From the Pelicans’ official site:

“We’re probably going to hold him out until after the All-Star break,” Alvin Gentry said during pregame at Quicken Loans Arena. “That gives him a situation where he has almost two weeks where he can rehab it and hopefully get it back. Hopefully he’ll be ready to go right after the All-Star break and we’ll be able to play him for the rest of the stretch (of the schedule).”

Evans initially missed the Jan. 2 game at Dallas due to the injury, then was sidelined again Jan. 18 at Memphis. Against Houston, he only played 16 minutes before being taken out of the game, suffering from the same issue.

“I think it’s just rest,” Gentry said of what it may take for Evans to get past the injury. “It’s one of those situations with tendinitis, where you rest and it feels better. That’s better than having him play two games, then sit out one (and have his status in flux). This may help him be able to play the last part of the season, without sitting out.”

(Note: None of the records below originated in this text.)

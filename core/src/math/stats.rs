pub struct StatsHelper;

impl StatsHelper {
    pub fn mean(samples: &[f32]) -> f32 {
        if samples.is_empty() {
            return 0.0;
        }
        let sum: f64 = samples.iter().map(|&v| f64::from(v)).sum();
        (sum / samples.len() as f64) as f32
    }

    /// Sample standard deviation (n - 1 denominator).
    pub fn stddev(samples: &[f32]) -> f32 {
        if samples.len() < 2 {
            return 0.0;
        }
        let mean = f64::from(Self::mean(samples));
        let sum_sq: f64 = samples
            .iter()
            .map(|&v| {
                let d = f64::from(v) - mean;
                d * d
            })
            .sum();
        (sum_sq / (samples.len() - 1) as f64).sqrt() as f32
    }

    pub fn min_max(samples: &[f32]) -> Option<(f32, f32)> {
        let first = *samples.first()?;
        Some(
            samples
                .iter()
                .fold((first, first), |(lo, hi), &v| (lo.min(v), hi.max(v))),
        )
    }

    pub fn euclidean(lhs: &[f32], rhs: &[f32]) -> f32 {
        lhs.iter()
            .zip(rhs)
            .map(|(&a, &b)| {
                let d = f64::from(a) - f64::from(b);
                d * d
            })
            .sum::<f64>()
            .sqrt() as f32
    }

    /// Least-squares fit of `y = intercept + slope * x`.
    ///
    /// Returns `(intercept, slope)`. Constant `x` gives a NaN slope.
    pub fn linear_regression(x: &[f32], y: &[f32]) -> (f32, f32) {
        let mean_x = f64::from(Self::mean(x));
        let mean_y = f64::from(Self::mean(y));
        let mut covariance = 0.0f64;
        let mut variance = 0.0f64;
        for (&xi, &yi) in x.iter().zip(y) {
            let dx = f64::from(xi) - mean_x;
            covariance += dx * (f64::from(yi) - mean_y);
            variance += dx * dx;
        }
        let slope = covariance / variance;
        let intercept = mean_y - slope * mean_x;
        (intercept as f32, slope as f32)
    }
}

#[cfg(test)]
mod tests {
    use super::*;

    #[test]
    fn mean_and_stddev_of_empty_input_are_zero() {
        assert_eq!(StatsHelper::mean(&[]), 0.0);
        assert_eq!(StatsHelper::stddev(&[]), 0.0);
    }

    #[test]
    fn stddev_uses_sample_denominator() {
        let sd = StatsHelper::stddev(&[2.0, 4.0, 4.0, 4.0, 5.0, 5.0, 7.0, 9.0]);
        assert!((sd - 2.138_09).abs() < 1e-4);
    }

    #[test]
    fn regression_recovers_line() {
        let x = [1.0, 2.0, 3.0, 4.0];
        let y: Vec<f32> = x.iter().map(|v| 0.5 + 2.0 * v).collect();
        let (intercept, slope) = StatsHelper::linear_regression(&x, &y);
        assert!((intercept - 0.5).abs() < 1e-5);
        assert!((slope - 2.0).abs() < 1e-5);
    }

    #[test]
    fn euclidean_distance() {
        assert_eq!(StatsHelper::euclidean(&[0.0, 0.0], &[3.0, 4.0]), 5.0);
        assert_eq!(StatsHelper::min_max(&[3.0, -1.0, 2.0]), Some((-1.0, 3.0)));
        assert_eq!(StatsHelper::min_max(&[]), None);
    }
}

Despite being 18-31, the Pelicans are just six games out of the eighth seed in the Western Conference. Their resting of Evans could be read two ways—it could be gearing up to make a push for the playoffs, as much of a long shot as that may be; or it could be the first in a series of instances of shutting down or resting key players to try to position themselves for a lottery pick, effectively hitting the reset button after a season as ravaged by injuries as the one they’ve had.